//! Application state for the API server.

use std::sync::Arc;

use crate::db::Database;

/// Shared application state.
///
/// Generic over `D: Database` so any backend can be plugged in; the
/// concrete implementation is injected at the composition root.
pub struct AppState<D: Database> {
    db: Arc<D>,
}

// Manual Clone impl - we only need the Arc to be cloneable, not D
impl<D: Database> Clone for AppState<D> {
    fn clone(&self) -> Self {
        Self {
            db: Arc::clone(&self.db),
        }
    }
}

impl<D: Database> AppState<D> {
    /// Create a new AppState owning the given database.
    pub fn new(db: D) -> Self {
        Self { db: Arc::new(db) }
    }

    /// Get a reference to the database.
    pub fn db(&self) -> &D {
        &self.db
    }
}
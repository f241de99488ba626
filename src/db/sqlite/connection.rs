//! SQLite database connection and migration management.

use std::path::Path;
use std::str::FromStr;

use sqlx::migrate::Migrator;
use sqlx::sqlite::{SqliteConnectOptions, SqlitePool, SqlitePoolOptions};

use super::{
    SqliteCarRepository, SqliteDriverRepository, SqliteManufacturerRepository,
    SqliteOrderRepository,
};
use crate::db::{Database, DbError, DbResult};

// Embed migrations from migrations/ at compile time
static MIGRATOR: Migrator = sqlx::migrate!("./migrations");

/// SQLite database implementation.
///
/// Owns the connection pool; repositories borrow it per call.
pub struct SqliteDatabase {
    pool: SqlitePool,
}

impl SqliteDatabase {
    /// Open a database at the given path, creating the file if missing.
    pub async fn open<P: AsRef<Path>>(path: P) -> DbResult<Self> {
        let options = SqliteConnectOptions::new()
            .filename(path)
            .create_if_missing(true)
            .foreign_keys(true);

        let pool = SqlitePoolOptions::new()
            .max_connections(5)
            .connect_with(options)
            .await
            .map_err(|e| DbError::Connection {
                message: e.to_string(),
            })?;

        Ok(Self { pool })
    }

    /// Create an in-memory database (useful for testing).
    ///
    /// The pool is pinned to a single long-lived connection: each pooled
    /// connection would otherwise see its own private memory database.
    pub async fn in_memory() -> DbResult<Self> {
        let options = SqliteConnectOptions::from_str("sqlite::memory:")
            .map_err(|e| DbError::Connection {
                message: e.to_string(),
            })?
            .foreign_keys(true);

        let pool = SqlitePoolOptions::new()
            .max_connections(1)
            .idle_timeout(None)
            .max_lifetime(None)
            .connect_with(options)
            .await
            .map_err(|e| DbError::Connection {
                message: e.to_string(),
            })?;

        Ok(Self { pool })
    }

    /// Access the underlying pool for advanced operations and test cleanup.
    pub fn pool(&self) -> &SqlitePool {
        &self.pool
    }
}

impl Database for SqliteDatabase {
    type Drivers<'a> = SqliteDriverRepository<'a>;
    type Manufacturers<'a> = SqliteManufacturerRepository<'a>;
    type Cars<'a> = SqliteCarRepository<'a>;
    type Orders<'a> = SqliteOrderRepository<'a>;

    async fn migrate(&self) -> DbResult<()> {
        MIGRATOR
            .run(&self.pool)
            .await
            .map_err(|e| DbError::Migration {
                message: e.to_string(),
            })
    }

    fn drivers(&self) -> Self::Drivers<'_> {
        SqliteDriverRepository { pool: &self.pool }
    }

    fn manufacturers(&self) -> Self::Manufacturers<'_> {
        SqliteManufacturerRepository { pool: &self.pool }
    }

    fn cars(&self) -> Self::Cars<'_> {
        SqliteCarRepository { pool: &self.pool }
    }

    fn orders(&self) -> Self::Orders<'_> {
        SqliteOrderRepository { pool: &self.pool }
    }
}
• • • • •
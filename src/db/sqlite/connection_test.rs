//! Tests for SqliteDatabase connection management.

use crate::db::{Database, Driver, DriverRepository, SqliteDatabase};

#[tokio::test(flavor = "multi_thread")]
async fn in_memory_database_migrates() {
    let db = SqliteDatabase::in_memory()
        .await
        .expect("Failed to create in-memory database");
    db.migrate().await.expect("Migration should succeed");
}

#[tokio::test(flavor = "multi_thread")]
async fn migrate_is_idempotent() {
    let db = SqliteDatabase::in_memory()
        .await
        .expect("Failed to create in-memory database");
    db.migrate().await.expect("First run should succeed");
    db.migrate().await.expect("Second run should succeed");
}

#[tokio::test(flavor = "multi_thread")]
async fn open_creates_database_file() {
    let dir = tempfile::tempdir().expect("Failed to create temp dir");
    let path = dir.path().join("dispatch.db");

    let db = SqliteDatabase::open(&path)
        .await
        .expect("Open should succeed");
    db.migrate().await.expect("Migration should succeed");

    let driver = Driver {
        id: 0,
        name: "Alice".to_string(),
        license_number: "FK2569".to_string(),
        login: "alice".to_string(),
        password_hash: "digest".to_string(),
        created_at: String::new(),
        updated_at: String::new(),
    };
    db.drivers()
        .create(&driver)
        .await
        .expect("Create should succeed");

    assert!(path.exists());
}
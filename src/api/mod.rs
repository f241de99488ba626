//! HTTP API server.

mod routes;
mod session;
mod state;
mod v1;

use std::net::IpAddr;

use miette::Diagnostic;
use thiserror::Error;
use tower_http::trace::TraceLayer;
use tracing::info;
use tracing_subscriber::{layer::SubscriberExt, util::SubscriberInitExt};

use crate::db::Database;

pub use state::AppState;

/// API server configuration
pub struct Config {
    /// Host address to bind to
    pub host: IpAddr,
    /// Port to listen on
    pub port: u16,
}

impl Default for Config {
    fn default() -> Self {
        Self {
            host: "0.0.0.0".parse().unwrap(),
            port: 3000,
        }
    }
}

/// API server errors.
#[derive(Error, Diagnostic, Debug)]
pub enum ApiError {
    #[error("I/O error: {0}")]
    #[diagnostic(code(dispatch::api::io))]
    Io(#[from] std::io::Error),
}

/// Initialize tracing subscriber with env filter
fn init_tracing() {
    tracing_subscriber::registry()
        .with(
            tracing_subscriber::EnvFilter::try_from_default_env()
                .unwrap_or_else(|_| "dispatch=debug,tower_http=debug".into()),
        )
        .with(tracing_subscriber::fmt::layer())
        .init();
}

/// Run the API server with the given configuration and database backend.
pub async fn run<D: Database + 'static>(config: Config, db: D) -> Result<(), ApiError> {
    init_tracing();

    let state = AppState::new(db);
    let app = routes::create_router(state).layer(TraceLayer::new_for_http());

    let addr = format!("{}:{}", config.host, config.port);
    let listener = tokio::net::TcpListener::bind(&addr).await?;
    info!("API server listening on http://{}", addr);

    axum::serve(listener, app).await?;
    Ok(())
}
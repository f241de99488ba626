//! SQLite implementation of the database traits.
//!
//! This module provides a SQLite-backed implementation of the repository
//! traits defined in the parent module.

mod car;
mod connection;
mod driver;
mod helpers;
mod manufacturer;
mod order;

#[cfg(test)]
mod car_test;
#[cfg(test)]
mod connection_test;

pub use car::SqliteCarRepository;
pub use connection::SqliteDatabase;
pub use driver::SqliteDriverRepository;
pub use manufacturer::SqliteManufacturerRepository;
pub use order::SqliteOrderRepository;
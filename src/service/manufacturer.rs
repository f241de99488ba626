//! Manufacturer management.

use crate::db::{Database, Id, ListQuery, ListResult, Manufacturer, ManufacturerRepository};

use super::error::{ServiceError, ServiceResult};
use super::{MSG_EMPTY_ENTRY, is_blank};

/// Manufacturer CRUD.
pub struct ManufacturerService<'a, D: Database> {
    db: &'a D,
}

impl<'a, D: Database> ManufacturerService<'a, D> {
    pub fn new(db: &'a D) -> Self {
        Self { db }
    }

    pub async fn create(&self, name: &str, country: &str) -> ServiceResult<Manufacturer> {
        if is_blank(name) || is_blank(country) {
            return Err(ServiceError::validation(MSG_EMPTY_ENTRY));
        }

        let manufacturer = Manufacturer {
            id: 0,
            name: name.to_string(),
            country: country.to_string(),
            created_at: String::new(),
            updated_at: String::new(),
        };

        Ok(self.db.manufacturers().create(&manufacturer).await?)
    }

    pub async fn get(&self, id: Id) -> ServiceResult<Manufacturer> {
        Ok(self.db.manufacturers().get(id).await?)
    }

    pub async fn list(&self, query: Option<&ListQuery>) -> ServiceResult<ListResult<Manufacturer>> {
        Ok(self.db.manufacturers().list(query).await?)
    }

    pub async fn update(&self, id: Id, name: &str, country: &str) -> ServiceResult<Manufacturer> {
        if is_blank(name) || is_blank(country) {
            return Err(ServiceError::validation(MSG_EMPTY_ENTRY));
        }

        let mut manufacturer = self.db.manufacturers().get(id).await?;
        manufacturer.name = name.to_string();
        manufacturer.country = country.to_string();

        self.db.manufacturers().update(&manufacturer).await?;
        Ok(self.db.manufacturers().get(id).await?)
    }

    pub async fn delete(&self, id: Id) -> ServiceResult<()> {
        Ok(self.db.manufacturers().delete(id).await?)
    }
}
• • • • •
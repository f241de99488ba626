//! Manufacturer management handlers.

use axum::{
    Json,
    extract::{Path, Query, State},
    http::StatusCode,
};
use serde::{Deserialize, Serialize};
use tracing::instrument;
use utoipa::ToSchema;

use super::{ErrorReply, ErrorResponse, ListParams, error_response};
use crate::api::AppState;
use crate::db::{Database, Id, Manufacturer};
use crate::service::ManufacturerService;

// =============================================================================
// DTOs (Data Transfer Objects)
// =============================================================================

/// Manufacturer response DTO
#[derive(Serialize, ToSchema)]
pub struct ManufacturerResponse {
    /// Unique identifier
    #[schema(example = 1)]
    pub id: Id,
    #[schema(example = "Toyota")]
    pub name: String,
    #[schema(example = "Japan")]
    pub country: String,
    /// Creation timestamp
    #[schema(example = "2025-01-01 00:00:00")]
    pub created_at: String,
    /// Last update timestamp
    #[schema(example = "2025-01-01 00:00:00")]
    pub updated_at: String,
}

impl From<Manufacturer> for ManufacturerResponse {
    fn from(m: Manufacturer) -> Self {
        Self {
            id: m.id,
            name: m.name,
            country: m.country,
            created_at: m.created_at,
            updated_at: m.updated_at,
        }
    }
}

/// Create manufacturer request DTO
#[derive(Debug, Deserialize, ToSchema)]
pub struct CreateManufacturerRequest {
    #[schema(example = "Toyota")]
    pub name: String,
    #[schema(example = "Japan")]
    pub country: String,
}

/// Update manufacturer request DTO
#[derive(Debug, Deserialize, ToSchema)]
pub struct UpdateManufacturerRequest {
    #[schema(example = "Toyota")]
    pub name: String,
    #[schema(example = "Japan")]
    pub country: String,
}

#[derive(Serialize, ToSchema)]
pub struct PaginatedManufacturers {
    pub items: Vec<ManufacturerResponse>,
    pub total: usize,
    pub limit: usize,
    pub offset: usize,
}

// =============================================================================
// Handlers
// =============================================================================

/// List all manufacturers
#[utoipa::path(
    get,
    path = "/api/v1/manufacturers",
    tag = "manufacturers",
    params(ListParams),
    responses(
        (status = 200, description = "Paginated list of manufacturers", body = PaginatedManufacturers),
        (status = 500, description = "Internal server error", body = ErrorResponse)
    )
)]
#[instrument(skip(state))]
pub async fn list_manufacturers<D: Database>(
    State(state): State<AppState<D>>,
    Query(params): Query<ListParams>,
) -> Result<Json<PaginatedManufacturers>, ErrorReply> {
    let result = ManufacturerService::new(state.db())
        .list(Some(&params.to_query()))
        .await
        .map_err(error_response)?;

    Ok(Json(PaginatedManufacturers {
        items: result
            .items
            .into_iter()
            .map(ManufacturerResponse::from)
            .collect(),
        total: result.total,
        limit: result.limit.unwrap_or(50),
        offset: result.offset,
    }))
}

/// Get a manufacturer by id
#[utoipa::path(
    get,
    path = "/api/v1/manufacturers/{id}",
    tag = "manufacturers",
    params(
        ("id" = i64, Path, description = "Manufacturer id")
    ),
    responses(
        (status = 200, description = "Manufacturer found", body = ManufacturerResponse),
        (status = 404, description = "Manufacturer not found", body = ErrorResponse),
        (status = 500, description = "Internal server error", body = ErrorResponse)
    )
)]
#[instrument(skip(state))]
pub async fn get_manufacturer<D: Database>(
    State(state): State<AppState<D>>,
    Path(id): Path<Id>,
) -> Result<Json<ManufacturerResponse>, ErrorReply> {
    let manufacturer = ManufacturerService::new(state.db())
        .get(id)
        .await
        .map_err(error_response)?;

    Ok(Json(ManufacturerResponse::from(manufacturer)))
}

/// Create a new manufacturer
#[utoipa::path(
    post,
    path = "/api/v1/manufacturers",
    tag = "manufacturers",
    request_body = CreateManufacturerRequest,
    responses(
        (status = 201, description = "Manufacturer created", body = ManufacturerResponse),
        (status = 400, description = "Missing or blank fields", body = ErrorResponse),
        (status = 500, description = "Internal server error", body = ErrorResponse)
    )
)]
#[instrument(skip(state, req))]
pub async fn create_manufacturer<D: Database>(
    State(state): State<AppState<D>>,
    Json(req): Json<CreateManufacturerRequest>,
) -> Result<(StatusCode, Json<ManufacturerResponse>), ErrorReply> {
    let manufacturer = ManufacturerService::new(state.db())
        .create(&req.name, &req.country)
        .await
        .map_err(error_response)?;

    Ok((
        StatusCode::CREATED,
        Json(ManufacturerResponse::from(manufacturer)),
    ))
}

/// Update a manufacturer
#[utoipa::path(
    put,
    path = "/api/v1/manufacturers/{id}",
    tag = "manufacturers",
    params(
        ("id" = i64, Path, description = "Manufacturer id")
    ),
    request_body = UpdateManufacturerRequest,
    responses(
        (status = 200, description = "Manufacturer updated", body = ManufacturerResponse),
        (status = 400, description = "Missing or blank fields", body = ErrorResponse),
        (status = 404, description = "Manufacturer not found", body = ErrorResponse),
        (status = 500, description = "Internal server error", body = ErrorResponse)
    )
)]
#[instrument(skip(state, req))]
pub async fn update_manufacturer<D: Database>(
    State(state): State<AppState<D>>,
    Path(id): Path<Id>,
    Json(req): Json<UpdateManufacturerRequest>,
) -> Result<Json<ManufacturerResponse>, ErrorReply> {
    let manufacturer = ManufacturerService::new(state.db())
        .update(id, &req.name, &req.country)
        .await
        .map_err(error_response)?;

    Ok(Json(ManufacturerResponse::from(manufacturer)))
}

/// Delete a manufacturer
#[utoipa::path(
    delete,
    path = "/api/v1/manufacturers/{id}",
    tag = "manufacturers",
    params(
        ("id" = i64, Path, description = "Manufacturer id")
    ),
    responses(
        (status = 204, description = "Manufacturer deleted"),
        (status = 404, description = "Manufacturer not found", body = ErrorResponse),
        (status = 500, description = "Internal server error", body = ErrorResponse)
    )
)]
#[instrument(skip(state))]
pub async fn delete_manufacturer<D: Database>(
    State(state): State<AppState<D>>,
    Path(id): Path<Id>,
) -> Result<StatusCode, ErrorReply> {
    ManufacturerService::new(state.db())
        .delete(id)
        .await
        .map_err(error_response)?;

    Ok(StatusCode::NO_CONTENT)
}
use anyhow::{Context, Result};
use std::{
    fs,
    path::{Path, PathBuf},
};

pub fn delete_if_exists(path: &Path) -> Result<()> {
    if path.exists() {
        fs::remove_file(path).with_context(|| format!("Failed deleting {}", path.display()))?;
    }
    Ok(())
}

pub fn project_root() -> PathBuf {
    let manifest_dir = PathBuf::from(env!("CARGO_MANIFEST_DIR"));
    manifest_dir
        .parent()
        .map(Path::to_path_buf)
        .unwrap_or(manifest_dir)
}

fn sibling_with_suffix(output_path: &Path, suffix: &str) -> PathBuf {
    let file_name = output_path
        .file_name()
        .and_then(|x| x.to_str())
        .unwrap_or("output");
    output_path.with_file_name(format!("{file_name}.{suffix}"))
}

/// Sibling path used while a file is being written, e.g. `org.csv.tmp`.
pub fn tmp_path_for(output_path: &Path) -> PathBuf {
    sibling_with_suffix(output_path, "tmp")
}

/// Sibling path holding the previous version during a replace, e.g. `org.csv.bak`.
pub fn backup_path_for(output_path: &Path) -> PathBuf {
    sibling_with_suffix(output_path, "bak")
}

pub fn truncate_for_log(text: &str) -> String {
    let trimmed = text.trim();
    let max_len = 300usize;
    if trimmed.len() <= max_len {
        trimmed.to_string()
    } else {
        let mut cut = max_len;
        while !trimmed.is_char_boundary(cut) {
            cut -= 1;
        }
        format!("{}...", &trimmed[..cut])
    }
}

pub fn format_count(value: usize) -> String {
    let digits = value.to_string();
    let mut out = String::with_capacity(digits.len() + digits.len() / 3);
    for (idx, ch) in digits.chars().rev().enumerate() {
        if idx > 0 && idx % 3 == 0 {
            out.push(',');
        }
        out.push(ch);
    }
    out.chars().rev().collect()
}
• • • • •
== The problem ==
Exact duplication is required for the lines above, from the line that contains "the API server." to the line that contains "the composition root.", inclusive; omit all others.

== Answer space ==
//! Application state for the API server.

use std::sync::Arc;

use crate::db::Database;

/// Shared application state.
///
/// Generic over `D: Database` so any backend can be plugged in; the
/// concrete implementation is injected at the composition root.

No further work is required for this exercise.